Eric B. Speaks About Grossman's "The Magician's Land"

http://bit.ly/1JhUL2o
#1 New York Times Bestseller
The stunning conclusion to the bestselling Magicians trilogy

Quentin Coldwater has been cast out of Fillory, the secret magical land of his childhood dreams. With nothing left to lose he returns to where his story began, the Brakebills Preparatory College of Magic. But he can’t hide from his past, and it’s not long before it comes looking for him.
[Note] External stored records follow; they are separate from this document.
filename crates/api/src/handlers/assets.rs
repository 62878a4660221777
//! Handlers for the `/assets` resource.
//!
//! Validation happens either in the extractors or in the interceptor wrapped
//! around [`AssetResource`](assetgate_core::assets::resource::AssetResource);
//! handlers only pass the caller context through.

use assetgate_core::assets::constraints::KeyFilter;
use assetgate_core::assets::request::AssetCreateRequest;
use assetgate_core::assets::response::AssetResponse;
use axum::extract::State;
use axum::Json;

use crate::error::AppResult;
use crate::extract::{CheckedJson, CheckedQuery};
use crate::middleware::caller::Caller;
use crate::state::AppState;

/// GET /api/v1/assets?key=
///
/// List assets, optionally filtered by key. A non-blank key must be a valid
/// asset key.
pub async fn list_assets(
    Caller(ctx): Caller,
    State(state): State<AppState>,
    CheckedQuery(filter): CheckedQuery<KeyFilter>,
) -> AppResult<Json<Vec<AssetResponse>>> {
    let assets = state.assets.list(Some(&ctx), filter)?;
    Ok(Json(assets))
}

/// POST /api/v1/assets
///
/// Create an asset. The caller's credential picks the rule group.
pub async fn create_asset(
    Caller(ctx): Caller,
    State(state): State<AppState>,
    CheckedJson(request): CheckedJson<AssetCreateRequest>,
) -> AppResult<Json<AssetResponse>> {
    let asset = state.assets.create(Some(&ctx), request)?;
    Ok(Json(asset))
}
//! Request validation engine.
//!
//! Provides violation types, pure constraint evaluators, rule-group
//! resolution, the collect-all [`constrained::Constrained`] seam, and the
//! method validation interceptor -- all without HTTP dependencies.

pub mod constrained;
pub mod evaluator;
pub mod group;
pub mod interceptor;
pub mod rules;
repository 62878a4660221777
pub mod assets;
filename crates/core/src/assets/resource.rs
//! Entry points for `list` and `create`, with optional interception.
//!
//! When a [`MethodValidator`] is installed every call goes through it;
//! otherwise the caller is expected to have validated the input already
//! (for example while extracting the request body).

use super::constraints::KeyFilter;
use super::request::AssetCreateRequest;
use super::response::AssetResponse;
use super::service::AssetService;
use crate::error::CoreError;
use crate::validation::group::{CallContext, RuleGroup};
use crate::validation::interceptor::MethodValidator;

pub struct AssetResource {
    service: AssetService,
    interceptor: Option<MethodValidator>,
}

impl AssetResource {
    pub fn new(service: AssetService, interceptor: Option<MethodValidator>) -> Self {
        Self {
            service,
            interceptor,
        }
    }

    pub fn is_intercepted(&self) -> bool {
        self.interceptor.is_some()
    }

    pub fn service(&self) -> &AssetService {
        &self.service
    }

    pub fn list(
        &self,
        ctx: Option<&CallContext>,
        filter: KeyFilter,
    ) -> Result<Vec<AssetResponse>, CoreError> {
        match &self.interceptor {
            Some(validator) => {
                validator.invoke("list", ctx, filter, |_, filter| self.service.list(&filter))
            }
            None => self.service.list(&filter),
        }
    }

    pub fn create(
        &self,
        ctx: Option<&CallContext>,
        request: AssetCreateRequest,
    ) -> Result<AssetResponse, CoreError> {
        match &self.interceptor {
            Some(validator) => validator.invoke("create", ctx, request, |group, request| {
                self.service.create(group, &request)
            }),
            None => {
                let group = ctx.map_or(RuleGroup::Default, CallContext::rule_group);
                self.service.create(group, &request)
            }
        }
    }
}
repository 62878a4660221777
//! Tests for `AppError` → HTTP response mapping.
//!
//! These tests verify that each `AppError` variant produces the correct HTTP
//! status code, error code, and detail. They do NOT need an HTTP server --
//! they call `IntoResponse` directly on `AppError` values.

use assetgate_api::error::AppError;
use assetgate_core::assets::error::RuleViolation;
use assetgate_core::error::CoreError;
use assetgate_core::validation::rules::{ConstraintViolations, Violation, ViolationTarget};
use axum::response::IntoResponse;
use http_body_util::BodyExt;

/// Helper: convert an `AppError` into its status code and parsed JSON body.
async fn error_to_response(err: AppError) -> (axum::http::StatusCode, serde_json::Value) {
    let response = err.into_response();
    let status = response.status();
    let bytes = response.into_body().collect().await.unwrap().to_bytes();
    let json: serde_json::Value = serde_json::from_slice(&bytes).unwrap();
    (status, json)
}

// ---------------------------------------------------------------------------
// Test: a fail-fast rule maps to 400 with the rule's own code
// ---------------------------------------------------------------------------

#[tokio::test]
async fn rule_violation_returns_400_with_rule_code() {
    let err = AppError::Core(CoreError::Rule(RuleViolation::WeightTooHeavy));

    let (status, json) = error_to_response(err).await;

    assert_eq!(status, axum::http::StatusCode::BAD_REQUEST);
    assert_eq!(json["code"], "WEIGHT_TOO_HEAVY");
    assert_eq!(json["detail"], "The weight of the asset is over 450.");
    assert!(json.get("violations").is_none());
}

// ---------------------------------------------------------------------------
// Test: a collect-all set maps to 400 with violations sorted by path
// ---------------------------------------------------------------------------

#[tokio::test]
async fn constraint_violations_return_400_sorted_by_path() {
    let set = ConstraintViolations::new(
        "create",
        ViolationTarget::Parameters,
        vec![
            Violation::new("key", "not_null", "The asset key must not be null."),
            Violation::new("effectiveDate", "not_null", "The effective date must not be null."),
        ],
    );
    let err = AppError::Core(CoreError::Constraint(set));

    let (status, json) = error_to_response(err).await;

    assert_eq!(status, axum::http::StatusCode::BAD_REQUEST);
    assert_eq!(json["code"], "VALIDATION_ERROR");
    assert_eq!(
        json["detail"],
        "The effective date must not be null. The asset key must not be null."
    );

    let violations = json["violations"].as_array().unwrap();
    assert_eq!(violations.len(), 2);
    assert_eq!(violations[0]["path"], "effectiveDate");
    assert_eq!(violations[1]["path"], "key");
    assert_eq!(violations[1]["rule"], "not_null");
}

// ---------------------------------------------------------------------------
// Test: AppError::BadRequest maps to 400 with BAD_REQUEST code
// ---------------------------------------------------------------------------

#[tokio::test]
async fn bad_request_error_returns_400() {
    let err = AppError::BadRequest("invalid field value".into());

    let (status, json) = error_to_response(err).await;

    assert_eq!(status, axum::http::StatusCode::BAD_REQUEST);
    assert_eq!(json["code"], "BAD_REQUEST");
    assert_eq!(json["detail"], "invalid field value");
}

// ---------------------------------------------------------------------------
// Test: CoreError::Internal maps to 500 and sanitizes the message
// ---------------------------------------------------------------------------

#[tokio::test]
async fn internal_error_returns_500_and_sanitizes_message() {
    let err = AppError::Core(CoreError::Internal("asset store lock poisoned".into()));

    let (status, json) = error_to_response(err).await;

    assert_eq!(status, axum::http::StatusCode::INTERNAL_SERVER_ERROR);
    assert_eq!(json["code"], "INTERNAL_ERROR");
    assert_eq!(json["detail"], "An internal error occurred");
    assert!(
        !json["detail"].as_str().unwrap().contains("poisoned"),
        "Internal error details must not leak to the client"
    );
}
pub mod assets;
pub mod health;

use axum::Router;

use crate::state::AppState;

/// Build the `/api/v1` route tree.
///
/// Route hierarchy:
///
/// ```text
/// /assets                                          list (?key), create
/// ```
pub fn api_routes() -> Router<AppState> {
    Router::new().nest("/assets", assets::router())
}
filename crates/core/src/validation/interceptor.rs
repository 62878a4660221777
//! Method validation interceptor.
//!
//! Wraps a business method so that its argument is validated (collect-all)
//! under the caller's rule group before the call, and its return value is
//! validated under the same group after it.

use super::constrained::{collect, Constrained};
use super::group::{CallContext, RuleGroup};
use super::rules::{ConstraintViolations, RuleOptions, ViolationTarget};

#[derive(Debug, Clone, Copy, Default)]
pub struct MethodValidator {
    options: RuleOptions,
}

impl MethodValidator {
    pub fn new(options: RuleOptions) -> Self {
        Self { options }
    }

    /// Invoke `target` between parameter and return-value validation.
    ///
    /// Without a call context the lowest-privilege group is used. `target`
    /// receives the resolved group so the business logic runs under the same
    /// group the parameters were checked against.
    pub fn invoke<A, R, E, F>(
        &self,
        method: &'static str,
        ctx: Option<&CallContext>,
        arg: A,
        target: F,
    ) -> Result<R, E>
    where
        A: Constrained,
        R: Constrained,
        E: From<ConstraintViolations>,
        F: FnOnce(RuleGroup, A) -> Result<R, E>,
    {
        let group = ctx.map_or(RuleGroup::Default, CallContext::rule_group);

        self.validate(method, ViolationTarget::Parameters, group, &arg)?;
        let value = target(group, arg)?;
        self.validate(method, ViolationTarget::ReturnValue, group, &value)?;
        Ok(value)
    }

    fn validate<T: Constrained>(
        &self,
        method: &'static str,
        target: ViolationTarget,
        group: RuleGroup,
        value: &T,
    ) -> Result<(), ConstraintViolations> {
        collect(method, target, group, &self.options, value).inspect_err(|err| {
            tracing::error!(
                method,
                %target,
                ?group,
                count = err.len(),
                detail = %err.detail(),
                "critical violation"
            );
        })
    }
}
Along with Plum, a brilliant young undergraduate with a dark secret of her own, Quentin sets out on a crooked path through a magical demimonde of gray magic and desperate characters. But all roads lead back to Fillory, and his new life takes him to old haunts, like Antarctica, and to buried secrets and old friends he thought were lost forever. He uncovers the key to a sorcery masterwork, a spell that could create magical utopia, a new Fillory—but casting it will set in motion a chain of events that will bring Earth and Fillory crashing together. To save them he will have to risk sacrificing everything.
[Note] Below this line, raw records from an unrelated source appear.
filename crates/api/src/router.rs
//! Shared application router builder.
//!
//! Provides [`build_app_router`] so both the production binary (`main.rs`)
//! and integration tests (`tests/common/mod.rs`) use the exact same middleware
//! stack.

use std::time::Duration;

use axum::http::header::{AUTHORIZATION, CONTENT_TYPE};
use axum::http::{HeaderName, Method, StatusCode};
use axum::Router;
use tower_http::catch_panic::CatchPanicLayer;
use tower_http::cors::CorsLayer;
use tower_http::request_id::{MakeRequestUuid, PropagateRequestIdLayer, SetRequestIdLayer};
use tower_http::timeout::TimeoutLayer;
use tower_http::trace::{DefaultMakeSpan, DefaultOnResponse, TraceLayer};
use tracing::Level;

use crate::config::ServerConfig;
use crate::routes;
use crate::state::AppState;

/// Build the full application [`Router`] with all middleware layers.
///
/// The middleware stack is applied bottom-up:
///
/// 1. CORS
/// 2. Set request ID on incoming requests
/// 3. Structured request/response tracing
/// 4. Propagate request ID to response
/// 5. Request timeout
/// 6. Panic recovery (catch panics, return 500)
pub fn build_app_router(state: AppState, config: &ServerConfig) -> Router {
    let cors = build_cors_layer(config);
    let request_id_header = HeaderName::from_static("x-request-id");

    Router::new()
        // Health check at root level (not under /api/v1).
        .merge(routes::health::router())
        // API v1 routes.
        .nest("/api/v1", routes::api_routes())
        // -- Middleware stack (applied bottom-up) --
        // Panic recovery: catch panics and return 500.
        .layer(CatchPanicLayer::new())
        // Request timeout.
        .layer(TimeoutLayer::with_status_code(
            StatusCode::REQUEST_TIMEOUT,
            Duration::from_secs(config.request_timeout_secs),
        ))
        // Propagate request ID to response.
        .layer(PropagateRequestIdLayer::new(request_id_header.clone()))
        // Structured request/response tracing.
        .layer(
            TraceLayer::new_for_http()
                .make_span_with(DefaultMakeSpan::new().level(Level::INFO))
                .on_response(DefaultOnResponse::new().level(Level::INFO)),
        )
        // Set request ID on incoming requests.
        .layer(SetRequestIdLayer::new(request_id_header, MakeRequestUuid))
        // CORS.
        .layer(cors)
        // Shared state.
        .with_state(state)
}

/// Build the CORS middleware layer from server configuration.
///
/// Panics at startup if any configured origin is invalid; misconfiguration
/// should stop the server before it binds.
pub fn build_cors_layer(config: &ServerConfig) -> CorsLayer {
    let origins: Vec<_> = config
        .cors_origins
        .iter()
        .map(|o| {
            o.parse()
                .unwrap_or_else(|e| panic!("Invalid CORS origin '{o}': {e}"))
        })
        .collect();

    CorsLayer::new()
        .allow_origin(origins)
        // The asset resource only exposes list and create.
        .allow_methods([Method::GET, Method::POST])
        .allow_headers([CONTENT_TYPE, AUTHORIZATION])
        .allow_credentials(true)
        .max_age(Duration::from_secs(3600))
}
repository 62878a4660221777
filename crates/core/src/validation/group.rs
//! Rule-group resolution from the caller credential.
//!
//! The group decides which optional constraints are active for a request.
//! It is resolved from an explicit [`CallContext`] on every call and never
//! cached, since the credential changes from one request to the next.

use serde::Serialize;

use crate::roles::{ROLE_ADMIN, ROLE_USER};

/// Individual rule tags. Every group contains [`GroupTag::Default`].
#[derive(Debug, Clone, Copy, PartialEq, Eq, Hash, Serialize)]
pub enum GroupTag {
    Default,
    AdminExtras,
    UserExtras,
}

/// The tag set applied to one request.
#[derive(Debug, Clone, Copy, PartialEq, Eq, Hash, Default, Serialize)]
#[serde(rename_all = "lowercase")]
pub enum RuleGroup {
    /// `{Default}` -- base constraints only.
    #[default]
    Default,
    /// `{Default, AdminExtras}` -- items are required.
    Admin,
    /// `{Default, UserExtras}` -- items are forbidden.
    User,
}

/// What a group says about the `items` collection.
#[derive(Debug, Clone, Copy, PartialEq, Eq)]
pub enum ItemsPolicy {
    Required,
    Forbidden,
    Optional,
}

impl RuleGroup {
    /// Map a caller credential to its group.
    ///
    /// `admin` and `user` match case-insensitively; anything else, including
    /// a missing credential, falls back to [`RuleGroup::Default`].
    pub fn resolve(credential: Option<&str>) -> Self {
        match credential {
            Some(c) if c.eq_ignore_ascii_case(ROLE_ADMIN) => RuleGroup::Admin,
            Some(c) if c.eq_ignore_ascii_case(ROLE_USER) => RuleGroup::User,
            _ => RuleGroup::Default,
        }
    }

    pub fn tags(self) -> &'static [GroupTag] {
        match self {
            RuleGroup::Default => &[GroupTag::Default],
            RuleGroup::Admin => &[GroupTag::Default, GroupTag::AdminExtras],
            RuleGroup::User => &[GroupTag::Default, GroupTag::UserExtras],
        }
    }

    pub fn includes(self, tag: GroupTag) -> bool {
        self.tags().contains(&tag)
    }

    pub fn items_policy(self) -> ItemsPolicy {
        if self.includes(GroupTag::AdminExtras) {
            ItemsPolicy::Required
        } else if self.includes(GroupTag::UserExtras) {
            ItemsPolicy::Forbidden
        } else {
            ItemsPolicy::Optional
        }
    }
}

/// Per-call context threaded explicitly into validation.
#[derive(Debug, Clone, Default, PartialEq, Eq)]
pub struct CallContext {
    credential: Option<String>,
}

impl CallContext {
    pub fn new(credential: Option<String>) -> Self {
        Self { credential }
    }

    pub fn credential(&self) -> Option<&str> {
        self.credential.as_deref()
    }

    /// Resolve the group for this call. Recomputed every time.
    pub fn rule_group(&self) -> RuleGroup {
        RuleGroup::resolve(self.credential())
    }
}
The Magician’s Land is an intricate thriller, a fantastical epic, and an epic of love and redemption that brings the Magicians trilogy to a magnificent conclusion, confirming it as one of the great achievements in modern fantasy. It’s the story of a boy becoming a man, an apprentice becoming a master, and a broken land finally becoming whole.

Eric B. says:
"The author has presented us with a near-perfect completion of this trilogy. As is often the case I began reading it with some reservations about whether or not it would measure up to the quality of writing and imagination of the previous two books. I needn’t have bothered worrying. The voice of Quentin Coldwater, the protagonist and narrator of this series retains integrity and the cast of supporting characters have even more to offer than before.
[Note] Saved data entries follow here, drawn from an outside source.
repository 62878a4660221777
use std::sync::Arc;

use assetgate_core::assets::store::MemoryAssetStore;
use axum::body::Body;
use axum::http::{Request, Response};
use axum::Router;
use http_body_util::BodyExt;
use tower::ServiceExt;

use assetgate_api::config::{ServerConfig, ValidationConfig, ValidationMode};
use assetgate_api::router::build_app_router;
use assetgate_api::state::AppState;

/// Build a test `ServerConfig` with safe defaults and the given validation mode.
///
/// Uses `http://localhost:5173` as CORS origin (matching the dev default)
/// and a 30-second request timeout.
pub fn test_config(mode: ValidationMode) -> ServerConfig {
    ServerConfig {
        host: "127.0.0.1".to_string(),
        port: 0,
        cors_origins: vec!["http://localhost:5173".to_string()],
        request_timeout_secs: 30,
        validation: ValidationConfig {
            mode,
            ..ValidationConfig::default()
        },
    }
}

/// Build the full application router over an empty in-memory store.
///
/// Goes through the same [`build_app_router`] as `main.rs`, so integration
/// tests exercise the production middleware stack.
pub fn build_test_app(mode: ValidationMode) -> Router {
    let config = test_config(mode);
    let state = AppState::new(config.clone(), Arc::new(MemoryAssetStore::new()));
    build_app_router(state, &config)
}

/// Send a GET request to the given URI.
pub async fn get(app: Router, uri: &str) -> Response<Body> {
    let request = Request::builder()
        .method("GET")
        .uri(uri)
        .body(Body::empty())
        .unwrap();
    app.oneshot(request).await.unwrap()
}

/// Send a POST request with a JSON body, optionally as the given caller.
pub async fn post_json(
    app: Router,
    uri: &str,
    body: serde_json::Value,
    auth: Option<&str>,
) -> Response<Body> {
    let mut builder = Request::builder()
        .method("POST")
        .uri(uri)
        .header("content-type", "application/json");
    if let Some(auth) = auth {
        builder = builder.header("authorization", auth);
    }
    let request = builder
        .body(Body::from(serde_json::to_vec(&body).unwrap()))
        .unwrap();
    app.oneshot(request).await.unwrap()
}

/// Collect a response body and parse it as JSON.
pub async fn body_json(response: Response<Body>) -> serde_json::Value {
    let bytes = response.into_body().collect().await.unwrap().to_bytes();
    serde_json::from_slice(&bytes).unwrap()
}
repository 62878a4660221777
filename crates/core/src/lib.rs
//! Asset Gate domain logic.
//!
//! Request types, constraint evaluators, rule-group resolution, the
//! fail-fast asset service, and the method validation interceptor. Nothing
//! here knows about HTTP; the API crate wires these pieces to Axum.

pub mod assets;
pub mod error;
pub mod roles;
pub mod types;
pub mod validation;
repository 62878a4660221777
//! Constraint evaluators -- pure predicates, no shared state.
//!
//! Each function answers one question about one attribute (or one
//! collection). Absent optional values are valid unless the evaluator is
//! explicitly about presence.

use std::sync::LazyLock;

use regex::Regex;
use rust_decimal::Decimal;

use crate::types::Date;

/// Asset keys are `DSC-` plus four digits or `OPT-` plus five.
pub const ASSET_KEY_PATTERN: &str = r"^(DSC-\d{4}|OPT-\d{5})$";

/// Heaviest accepted weight (inclusive).
pub const MAX_WEIGHT: Decimal = Decimal::from_parts(450, 0, 0, false, 0);

/// Maximum number of significant fractional digits in a weight.
pub const MAX_WEIGHT_FRACTION_DIGITS: u32 = 2;

static ASSET_KEY_RE: LazyLock<Regex> =
    LazyLock::new(|| Regex::new(ASSET_KEY_PATTERN).expect("valid regex"));

/// A missing key is not this rule's concern; presence is checked separately.
pub fn key_format(key: Option<&str>) -> bool {
    key.map_or(true, |k| ASSET_KEY_RE.is_match(k))
}

pub fn weight_bound(weight: Option<Decimal>) -> bool {
    weight.map_or(true, |w| w <= MAX_WEIGHT)
}

/// Counts fractional digits on the exact decimal, ignoring trailing zeros,
/// so `123.230` passes and `1.005` fails.
pub fn weight_precision(weight: Option<Decimal>) -> bool {
    weight.map_or(true, |w| w.normalize().scale() <= MAX_WEIGHT_FRACTION_DIGITS)
}

/// Expiration must not precede (or, when `allow_equal` is off, must strictly
/// follow) the effective date. Either date missing passes.
pub fn date_order(effective: Option<Date>, expiration: Option<Date>, allow_equal: bool) -> bool {
    match (effective, expiration) {
        (Some(effective), Some(expiration)) if allow_equal => expiration >= effective,
        (Some(effective), Some(expiration)) => expiration > effective,
        _ => true,
    }
}

/// Present, non-empty, and free of null elements.
pub fn items_non_empty<T>(items: Option<&[Option<T>]>) -> bool {
    match items {
        Some(items) => !items.is_empty() && items_without_nulls(items),
        None => false,
    }
}

pub fn items_without_nulls<T>(items: &[Option<T>]) -> bool {
    items.iter().all(Option::is_some)
}

/// Every key is `>=` the key before it. Fewer than two keys is trivially
/// ascending.
pub fn items_ascending<K: Ord>(keys: impl IntoIterator<Item = K>) -> bool {
    let mut keys = keys.into_iter();
    let Some(mut previous) = keys.next() else {
        return true;
    };
    for key in keys {
        if key < previous {
            return false;
        }
        previous = key;
    }
    true
}

/// Non-null and containing at least one non-whitespace character.
pub fn not_blank(value: Option<&str>) -> bool {
    value.is_some_and(|v| !v.trim().is_empty())
}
With a fine eye to balancing the modern vernacular and vulgarly popular forms of speech ( a feature I enjoy) with the rather archaic conventions of traditional fantasy tales, Grossman has furnished us with an amusement park full of adventures, miscommunications, jealousy, revenge, remorse, death & dismemberment, and some genuine romance, although of a peculiar variety that adds spice to the whole. In other words, it works at and above the level we expect.

Quentin, who has been kicked out of Fillory, the mythical land (not universe, as we shall see) and shorn of his position of High King is comforted to find that he is accepted as a junior professor at Brakebills, the adult-rated version of Hogwarts that is the home base of the series. As an adjunct professor of Minor Mendings, a career seemingly devoid of heroic potential, he is in place to become part of the end of the world,or at least of Fillory. A precocious student, Plum, attempts a prank which propels them both on a spiraling descent into danger and despair. With the help of some old friends, some old enemies and one monumentally-pissed-off former lover,

Quentin and Plum manage to find a way to make things right.Not wishing to spoil the tale or the surprise, I will say that the ending is not of the “this is how they all lived happily ever after” variety, but it is satisfying and proper. The tension and suspense are maintained right up to the brink. I’d recommend it to any reader of fantasy, but perhaps not many beyond that select group. Transformations of humans into whales and magically-restored severed limbs are perhaps a bit much for those not used to such notions. Also to be mentioned is the medium-to-well-done level of violence and bloodshed, which while they are not joyously celebrated are notably present. Altogether, I say, 'read it: it’s good'."